--- Input material ---
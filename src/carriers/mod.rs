//! Carrier integrations.
//!
//! Each adapter speaks one carrier's HTTP API and returns the carrier's raw
//! status vocabulary; [`status::normalize`] maps it onto [`ShipmentStatus`].
//! Calls made through [`CarrierRegistry`] pass a per-carrier circuit breaker.
//!
//! [`ShipmentStatus`]: crate::models::ShipmentStatus

pub mod boxnow;
pub mod dhl;
pub mod hp_express;
mod http;
pub mod overseas;
pub mod status;

use async_trait::async_trait;
use chrono::{DateTime, Utc};
use rust_decimal::Decimal;
use serde::{Deserialize, Serialize};
use std::collections::BTreeMap;
use std::future::Future;
use std::sync::Arc;
use strum::IntoEnumIterator;
use tracing::{info, warn};
use utoipa::ToSchema;
use uuid::Uuid;

use crate::circuit_breaker::{CircuitBreakerConfig, CircuitBreakerError, CircuitBreakerRegistry};
use crate::config::CarrierSettings;
use crate::errors::ServiceError;

pub use status::{normalize, NormalizedStatus};

/// Registered carrier identifiers as stored in `shipments.provider_id`
#[derive(
    Debug,
    Clone,
    Copy,
    PartialEq,
    Eq,
    PartialOrd,
    Ord,
    Hash,
    Serialize,
    Deserialize,
    ToSchema,
    strum::Display,
    strum::EnumString,
    strum::AsRefStr,
    strum::EnumIter,
)]
pub enum CarrierCode {
    #[serde(rename = "hp_express")]
    #[strum(serialize = "hp_express")]
    HpExpress,
    #[serde(rename = "dhl")]
    #[strum(serialize = "dhl")]
    Dhl,
    #[serde(rename = "overseas")]
    #[strum(serialize = "overseas")]
    Overseas,
    #[serde(rename = "boxnow")]
    #[strum(serialize = "boxnow")]
    BoxNow,
}

impl CarrierCode {
    pub fn display_name(self) -> &'static str {
        match self {
            CarrierCode::HpExpress => "HP Express",
            CarrierCode::Dhl => "DHL Express",
            CarrierCode::Overseas => "Overseas Express",
            CarrierCode::BoxNow => "BoxNow",
        }
    }

    /// Parses a provider path segment or column value
    pub fn parse(value: &str) -> Result<Self, ServiceError> {
        value
            .parse()
            .map_err(|_| ServiceError::UnknownProvider(value.to_string()))
    }
}

#[derive(Debug, thiserror::Error)]
pub enum CarrierError {
    #[error("{provider} request failed: {source}")]
    Http {
        provider: CarrierCode,
        #[source]
        source: reqwest::Error,
    },
    #[error("{provider} responded with {status}: {body}")]
    Status {
        provider: CarrierCode,
        status: u16,
        body: String,
    },
    #[error("{provider} returned an unexpected payload: {message}")]
    Decode {
        provider: CarrierCode,
        message: String,
    },
    #[error("{provider}: {message}")]
    Unsupported {
        provider: CarrierCode,
        message: String,
    },
    #[error("{provider} circuit is open")]
    CircuitOpen { provider: CarrierCode },
}

impl CarrierError {
    pub fn provider(&self) -> CarrierCode {
        match self {
            CarrierError::Http { provider, .. }
            | CarrierError::Status { provider, .. }
            | CarrierError::Decode { provider, .. }
            | CarrierError::Unsupported { provider, .. }
            | CarrierError::CircuitOpen { provider } => *provider,
        }
    }

    pub(crate) fn decode(provider: CarrierCode, message: impl Into<String>) -> Self {
        CarrierError::Decode {
            provider,
            message: message.into(),
        }
    }
}

#[derive(Debug, Clone, Serialize, Deserialize, ToSchema)]
pub struct Recipient {
    pub name: String,
    pub street: String,
    pub city: String,
    pub postal_code: String,
    pub country_code: String,
    pub phone: String,
    pub email: String,
}

/// Parcel dimensions in kilograms and centimetres
#[derive(Debug, Clone, Serialize, Deserialize, ToSchema)]
pub struct Package {
    pub weight: f64,
    pub width: Option<f64>,
    pub height: Option<f64>,
    pub length: Option<f64>,
}

impl Package {
    pub const DEFAULT_SIDE_CM: f64 = 30.0;

    pub fn dimensions(&self) -> (f64, f64, f64) {
        (
            self.length.unwrap_or(Self::DEFAULT_SIDE_CM),
            self.width.unwrap_or(Self::DEFAULT_SIDE_CM),
            self.height.unwrap_or(Self::DEFAULT_SIDE_CM),
        )
    }
}

#[derive(Debug, Clone, Serialize, Deserialize, ToSchema)]
pub struct CreateShipmentRequest {
    pub order_id: Uuid,
    pub recipient: Recipient,
    pub packages: Vec<Package>,
    pub pickup_point_id: Option<String>,
    pub shipping_rate_id: Option<String>,
}

#[derive(Debug, Clone, PartialEq, Serialize, Deserialize, ToSchema)]
pub struct BookedShipment {
    pub shipment_id: String,
    pub tracking_number: String,
    pub label_url: Option<String>,
    pub estimated_delivery_date: Option<DateTime<Utc>>,
}

/// One scan event, status still in the carrier's vocabulary
#[derive(Debug, Clone, PartialEq, Serialize, Deserialize, ToSchema)]
pub struct TrackingEvent {
    pub status: String,
    pub timestamp: DateTime<Utc>,
    pub location: Option<String>,
    pub description: Option<String>,
}

#[derive(Debug, Clone, PartialEq, Serialize, Deserialize, ToSchema)]
pub struct TrackingInfo {
    pub status: String,
    pub status_date: DateTime<Utc>,
    pub location: Option<String>,
    pub events: Vec<TrackingEvent>,
    pub is_delivered: bool,
    pub delivery_date: Option<DateTime<Utc>>,
}

#[derive(Debug, Clone, Serialize, Deserialize, ToSchema)]
pub struct RateRequest {
    pub from_postal_code: String,
    pub to_postal_code: String,
    pub to_country_code: String,
    pub weight: f64,
    pub pickup_point: bool,
}

#[derive(Debug, Clone, PartialEq, Serialize, Deserialize, ToSchema)]
pub struct ShippingRate {
    pub id: String,
    pub name: String,
    #[schema(value_type = f64)]
    pub price: Decimal,
    pub currency: String,
    pub estimated_days: u32,
    pub provider: CarrierCode,
}

#[derive(Debug, Clone, PartialEq, Serialize, Deserialize, ToSchema)]
pub struct PickupPoint {
    pub id: String,
    pub name: String,
    pub address: String,
    pub city: String,
    pub postal_code: String,
    pub latitude: f64,
    pub longitude: f64,
    pub working_hours: Option<String>,
}

#[async_trait]
pub trait CarrierAdapter: Send + Sync {
    fn code(&self) -> CarrierCode;

    /// Books a shipment with the carrier. Never retried automatically.
    async fn create_shipment(
        &self,
        request: &CreateShipmentRequest,
    ) -> Result<BookedShipment, CarrierError>;

    async fn get_tracking(&self, tracking_number: &str) -> Result<TrackingInfo, CarrierError>;

    async fn calculate_rates(&self, request: &RateRequest)
        -> Result<Vec<ShippingRate>, CarrierError>;

    async fn get_label(&self, shipment_id: &str) -> Result<String, CarrierError>;

    async fn pickup_points(&self, _postal_code: &str) -> Result<Vec<PickupPoint>, CarrierError> {
        Err(CarrierError::Unsupported {
            provider: self.code(),
            message: "pickup points are not offered".to_string(),
        })
    }
}

/// Configured carriers keyed by code
pub struct CarrierRegistry {
    adapters: BTreeMap<CarrierCode, Arc<dyn CarrierAdapter>>,
    breakers: CircuitBreakerRegistry,
}

impl Default for CarrierRegistry {
    fn default() -> Self {
        Self::new()
    }
}

impl CarrierRegistry {
    pub fn new() -> Self {
        Self {
            adapters: BTreeMap::new(),
            breakers: CircuitBreakerRegistry::new(CircuitBreakerConfig::default()),
        }
    }

    pub fn with_breaker_config(mut self, config: CircuitBreakerConfig) -> Self {
        self.breakers = CircuitBreakerRegistry::new(config);
        self
    }

    /// Builds adapters for every carrier that has a config block
    pub fn from_settings(settings: &CarrierSettings) -> Result<Self, ServiceError> {
        let mut registry = Self::new();

        if let Some(cfg) = &settings.hp_express {
            registry.register(Arc::new(hp_express::HpExpressAdapter::new(cfg, settings)?));
        }
        if let Some(cfg) = &settings.dhl {
            registry.register(Arc::new(dhl::DhlAdapter::new(cfg, settings)?));
        }
        if let Some(cfg) = &settings.overseas {
            registry.register(Arc::new(overseas::OverseasAdapter::new(cfg, settings)?));
        }
        if let Some(cfg) = &settings.boxnow {
            registry.register(Arc::new(boxnow::BoxNowAdapter::new(cfg, settings)?));
        }

        info!(
            carriers = ?registry.codes(),
            sandbox = settings.sandbox,
            "carrier registry initialized"
        );
        Ok(registry)
    }

    pub fn register(&mut self, adapter: Arc<dyn CarrierAdapter>) {
        self.adapters.insert(adapter.code(), adapter);
    }

    pub fn codes(&self) -> Vec<CarrierCode> {
        self.adapters.keys().copied().collect()
    }

    /// Breaker state per carrier that has been called at least once
    pub fn circuit_states(&self) -> BTreeMap<String, String> {
        self.breakers
            .states()
            .into_iter()
            .map(|(name, state)| (name, format!("{state:?}").to_ascii_lowercase()))
            .collect()
    }

    pub fn get(&self, code: CarrierCode) -> Result<Arc<dyn CarrierAdapter>, ServiceError> {
        self.adapters
            .get(&code)
            .cloned()
            .ok_or_else(|| ServiceError::UnknownProvider(code.to_string()))
    }

    /// Resolves a provider string such as `shipments.provider_id`
    pub fn get_by_name(&self, provider: &str) -> Result<Arc<dyn CarrierAdapter>, ServiceError> {
        self.get(CarrierCode::parse(provider)?)
    }

    async fn guarded<T, F, Fut>(&self, code: CarrierCode, f: F) -> Result<T, CarrierError>
    where
        F: FnOnce() -> Fut,
        Fut: Future<Output = Result<T, CarrierError>>,
    {
        let breaker = self.breakers.get(code.as_ref());
        // Caller mistakes are not carrier outages and must not trip the breaker
        let outcome = breaker
            .call(move || async move {
                match f().await {
                    Err(err @ CarrierError::Unsupported { .. }) => Ok(Err(err)),
                    other => other.map(Ok),
                }
            })
            .await;

        match outcome {
            Ok(inner) => inner,
            Err(CircuitBreakerError::CircuitOpen) => Err(CarrierError::CircuitOpen { provider: code }),
            Err(CircuitBreakerError::Inner(err)) => Err(err),
        }
    }

    pub async fn track(
        &self,
        code: CarrierCode,
        tracking_number: &str,
    ) -> Result<TrackingInfo, ServiceError> {
        let adapter = self.get(code)?;
        let info = self
            .guarded(code, || adapter.get_tracking(tracking_number))
            .await?;
        Ok(info)
    }

    pub async fn create_shipment(
        &self,
        code: CarrierCode,
        request: &CreateShipmentRequest,
    ) -> Result<BookedShipment, ServiceError> {
        let adapter = self.get(code)?;
        let booked = self
            .guarded(code, || adapter.create_shipment(request))
            .await?;
        Ok(booked)
    }

    pub async fn label(&self, code: CarrierCode, shipment_id: &str) -> Result<String, ServiceError> {
        let adapter = self.get(code)?;
        let url = self.guarded(code, || adapter.get_label(shipment_id)).await?;
        Ok(url)
    }

    pub async fn pickup_points(&self, postal_code: &str) -> Result<Vec<PickupPoint>, ServiceError> {
        let adapter = self.get(CarrierCode::BoxNow)?;
        let points = self
            .guarded(CarrierCode::BoxNow, || adapter.pickup_points(postal_code))
            .await?;
        Ok(points)
    }

    /// Quotes every registered carrier. A failing carrier is logged and left out.
    pub async fn quote_rates(&self, request: &RateRequest) -> Vec<ShippingRate> {
        let quotes = futures::future::join_all(self.adapters.iter().map(|(code, adapter)| {
            let code = *code;
            let adapter = adapter.clone();
            async move {
                (
                    code,
                    self.guarded(code, || adapter.calculate_rates(request)).await,
                )
            }
        }))
        .await;

        let mut rates = Vec::new();
        for (code, quote) in quotes {
            match quote {
                Ok(mut found) => rates.append(&mut found),
                Err(err) => {
                    warn!(carrier = %code, error = %err, "rate quote failed");
                    metrics::counter!("carrier.rate_quote_failures", 1, "carrier" => code.to_string());
                }
            }
        }
        rates
    }
}

/// All carrier codes with display names, in a stable order
pub fn known_carriers() -> Vec<(CarrierCode, &'static str)> {
    CarrierCode::iter().map(|c| (c, c.display_name())).collect()
}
---
▶ _Task to carry out_
Restate verbatim the first line above and all lines after it through the line containing "use std::sync::Arc;"; omit the rest.

▶ _Task response_
filename src/carriers/mod.rs
//! Carrier integrations.
//!
//! Each adapter speaks one carrier's HTTP API and returns the carrier's raw
//! status vocabulary; [`status::normalize`] maps it onto [`ShipmentStatus`].
//! Calls made through [`CarrierRegistry`] pass a per-carrier circuit breaker.
//!
//! [`ShipmentStatus`]: crate::models::ShipmentStatus

pub mod boxnow;
pub mod dhl;
pub mod hp_express;
mod http;
pub mod overseas;
pub mod status;

use async_trait::async_trait;
use chrono::{DateTime, Utc};
use rust_decimal::Decimal;
use serde::{Deserialize, Serialize};
use std::collections::BTreeMap;
use std::future::Future;
use std::sync::Arc;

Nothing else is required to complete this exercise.